Create soups of test publications

In [353]:
soup_paper1 = get_bs(paper1)
soup_paper2 = get_bs(paper2)
soup_conference1 = get_bs(conference1)
soup_conference2 = get_bs(conference2)
ieee_soups = [soup_paper1, soup_paper2, soup_conference1, soup_conference2]
soup_paper1

200
200
200
200


<!DOCTYPE html>

<script type="text/javascript">

var home = {	
			metadata:{
				searchCount: '5,749,604',
				logoRelPath: '/customer_logos',
				thirdParthAuth: false,
				currentPage:  'document',
				xploreVirtual:'https://ieeexplore.ieee.org',
				isWebAccount: false,
				isProvisioned: false,
				globalNotification:{},
				cart: {
						count: 0
				}
			}						
		};
		





		
</script>
<html lang="en-US">
<head>
<meta content="Astrophysics and cosmology are rich with data.

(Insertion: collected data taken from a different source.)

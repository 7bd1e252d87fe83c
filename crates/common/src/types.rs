//! Core types for storyrun

use serde::{Deserialize, Serialize};
use serde_json::{Map, Value};
use std::collections::BTreeMap;
use std::path::{Path, PathBuf};

/// How a story is rendered by the catalog preview
#[derive(Debug, Clone, Copy, PartialEq, Eq, Hash, Serialize, Deserialize)]
#[serde(rename_all = "snake_case")]
pub enum ViewMode {
    Story,
    Docs,
}

impl Default for ViewMode {
    fn default() -> Self {
        Self::Story
    }
}

impl ViewMode {
    pub fn as_str(&self) -> &'static str {
        match self {
            ViewMode::Story => "story",
            ViewMode::Docs => "docs",
        }
    }

    pub fn is_docs(&self) -> bool {
        matches!(self, ViewMode::Docs)
    }

    /// Channel event the preview emits once a render in this mode completes.
    pub fn rendered_event(&self) -> &'static str {
        match self {
            ViewMode::Story => "storyRendered",
            ViewMode::Docs => "docsRendered",
        }
    }
}

impl std::fmt::Display for ViewMode {
    fn fmt(&self, f: &mut std::fmt::Formatter<'_>) -> std::fmt::Result {
        f.write_str(self.as_str())
    }
}

impl std::str::FromStr for ViewMode {
    type Err = String;

    fn from_str(s: &str) -> Result<Self, Self::Err> {
        match s {
            "story" => Ok(ViewMode::Story),
            "docs" => Ok(ViewMode::Docs),
            other => Err(format!("unknown view mode `{}`", other)),
        }
    }
}

/// One renderable example parsed out of a story file
#[derive(Debug, Clone, PartialEq, Serialize, Deserialize)]
pub struct StoryUnit {
    /// Catalog-global identifier, e.g. `example-button--primary`
    pub id: String,

    /// Identifier as written in the source (may contain spaces)
    pub export_key: String,

    /// Human-readable name
    pub name: String,

    pub view_mode: ViewMode,

    /// Merged catalog-level and story-level accessibility settings
    #[serde(default)]
    pub a11y: Option<AccessibilityConfig>,

    /// Absolute path of the file that declares the story
    pub story_path: PathBuf,
}

/// All stories declared by a single source file
#[derive(Debug, Clone, PartialEq, Serialize, Deserialize)]
pub struct StoryFileDescriptor {
    pub path: PathBuf,
    pub title: String,
    /// Stories in declaration order
    pub stories: Vec<StoryUnit>,
}

impl StoryFileDescriptor {
    pub fn get(&self, export_key: &str) -> Option<&StoryUnit> {
        self.stories.iter().find(|s| s.export_key == export_key)
    }

    pub fn is_empty(&self) -> bool {
        self.stories.is_empty()
    }

    pub fn declares(&self, path: &Path) -> bool {
        self.path == path
    }
}

/// Per-rule override handed to the audit engine
#[derive(Debug, Clone, Default, PartialEq, Serialize, Deserialize)]
pub struct RuleOverride {
    #[serde(default, skip_serializing_if = "Option::is_none")]
    pub enabled: Option<bool>,

    #[serde(default, skip_serializing_if = "Option::is_none")]
    pub selector: Option<String>,

    /// Engine-specific fields we pass through untouched
    #[serde(flatten)]
    pub extra: Map<String, Value>,
}

/// Accessibility audit settings for one story
#[derive(Debug, Clone, Default, PartialEq, Serialize, Deserialize)]
pub struct AccessibilityConfig {
    #[serde(default)]
    pub verbose: bool,

    /// `parameters.a11y.disable` turns the audit off for a story
    #[serde(default)]
    pub disable: bool,

    /// Selector the catalog addon would inspect; the audit itself runs on `body`
    #[serde(default)]
    pub element: Option<String>,

    /// Rule overrides keyed by rule id
    #[serde(default)]
    pub rules: BTreeMap<String, RuleOverride>,

    /// Remaining fields of the `config` block
    #[serde(default)]
    pub config: Map<String, Value>,

    /// Opaque engine options
    #[serde(default)]
    pub options: Value,
}

impl AccessibilityConfig {
    /// Build from a merged `parameters.a11y` object whose `config.rules`
    /// has already been normalized into a map keyed by rule id.
    pub fn from_value(value: &Value) -> Self {
        let mut config = value
            .get("config")
            .and_then(Value::as_object)
            .cloned()
            .unwrap_or_default();

        let rules = match config.remove("rules") {
            Some(Value::Object(rules)) => rules
                .into_iter()
                .map(|(id, rule)| {
                    let rule = serde_json::from_value(rule).unwrap_or_default();
                    (id, rule)
                })
                .collect(),
            _ => BTreeMap::new(),
        };

        Self {
            verbose: value.get("verbose").and_then(Value::as_bool).unwrap_or(false),
            disable: value.get("disable").and_then(Value::as_bool).unwrap_or(false),
            element: value.get("element").and_then(Value::as_str).map(String::from),
            rules,
            config,
            options: value.get("options").cloned().unwrap_or(Value::Null),
        }
    }

    /// Options object for the audit run: `{runAssertions, ...config, rules}`
    pub fn audit_options(&self) -> Value {
        let mut options = Map::new();
        options.insert("runAssertions".to_string(), Value::Bool(self.verbose));
        for (key, value) in &self.config {
            options.insert(key.clone(), value.clone());
        }
        if !self.rules.is_empty() {
            let rules = self
                .rules
                .iter()
                .map(|(id, rule)| {
                    (id.clone(), serde_json::to_value(rule).unwrap_or(Value::Null))
                })
                .collect();
            options.insert("rules".to_string(), Value::Object(rules));
        }
        Value::Object(options)
    }
}

#[cfg(test)]
mod tests {
    use super::*;
    use serde_json::json;

    #[test]
    fn test_view_mode_events() {
        assert_eq!(ViewMode::Story.rendered_event(), "storyRendered");
        assert_eq!(ViewMode::Docs.rendered_event(), "docsRendered");
        assert_eq!("docs".parse::<ViewMode>().unwrap(), ViewMode::Docs);
        assert!("canvas".parse::<ViewMode>().is_err());
    }

    #[test]
    fn test_a11y_from_merged_value() {
        let value = json!({
            "element": "#root",
            "verbose": true,
            "config": {
                "rules": {
                    "image-alt": { "enabled": false },
                    "autocomplete-valid": { "selector": "*:not([autocomplete=\"nope\"])" }
                },
                "checks": []
            },
            "options": {},
            "manual": true
        });

        let config = AccessibilityConfig::from_value(&value);
        assert!(config.verbose);
        assert!(!config.disable);
        assert_eq!(config.element.as_deref(), Some("#root"));
        assert_eq!(config.rules["image-alt"].enabled, Some(false));
        assert_eq!(
            config.rules["autocomplete-valid"].selector.as_deref(),
            Some("*:not([autocomplete=\"nope\"])")
        );
        assert!(config.config.contains_key("checks"));
    }

    #[test]
    fn test_audit_options_shape() {
        let config = AccessibilityConfig::from_value(&json!({
            "config": { "rules": { "button-name": { "enabled": false, "reviewOnFail": true } } }
        }));

        let options = config.audit_options();
        assert_eq!(options["runAssertions"], json!(false));
        assert_eq!(
            options["rules"]["button-name"],
            json!({ "enabled": false, "reviewOnFail": true })
        );
    }
}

The advent of wide-area digital cameras on large aperture telescopes has led to ever more ambitious surveys of th" id="meta-description" name="Description"/>
<link href="https://ieeexplore.ieee.org/document/7887648" rel="canonical"/>
<meta content="text/html; charset=utf-8" http-equiv="Content-Type">
<!-- Disable "click" touch event 300ms delay for Chrome/Firefox on Android -->
<meta content="width=device-width, initial-scale=1.0" name="viewport"/>
<title>Big Universe, Big Data: Machine Learning and Image An

The json object can be found: xplGlobal.document.metadata={...} in the HTML. We can use a regular expression to extract it.

In [354]:
def get_json_data(url):
    """
    Extracts the json object with meta data from the page and parses it to a dict.
    :param url: URL of th publication
    :return: Dict with content of the JSON object
    """
    # extract the line of the text containing the json object
    headers = {
        'User-Agent': 'Mozilla/5.0 (Macintosh; Intel Mac OS X 10_15_7) AppleWebKit/605.1.15 (KHTML, like Gecko) Version/15.5 Safari/605.1.15'}
    try:
        r = requests.get(url, headers=headers)
        print(r.status_code)
        if r.status_code != 200:
            raise Exception('Connection not successful - Status code not 200')
    except Exception as e:
        print('Error: ', e)
        print('Error: ', url)
        return None
    html_text = r.text
    json_data_regex_pattern = re.compile(r'xplGlobal.document.metadata=.*};')
    json_regex_matches = re.findall(json_data_regex_pattern, html_text)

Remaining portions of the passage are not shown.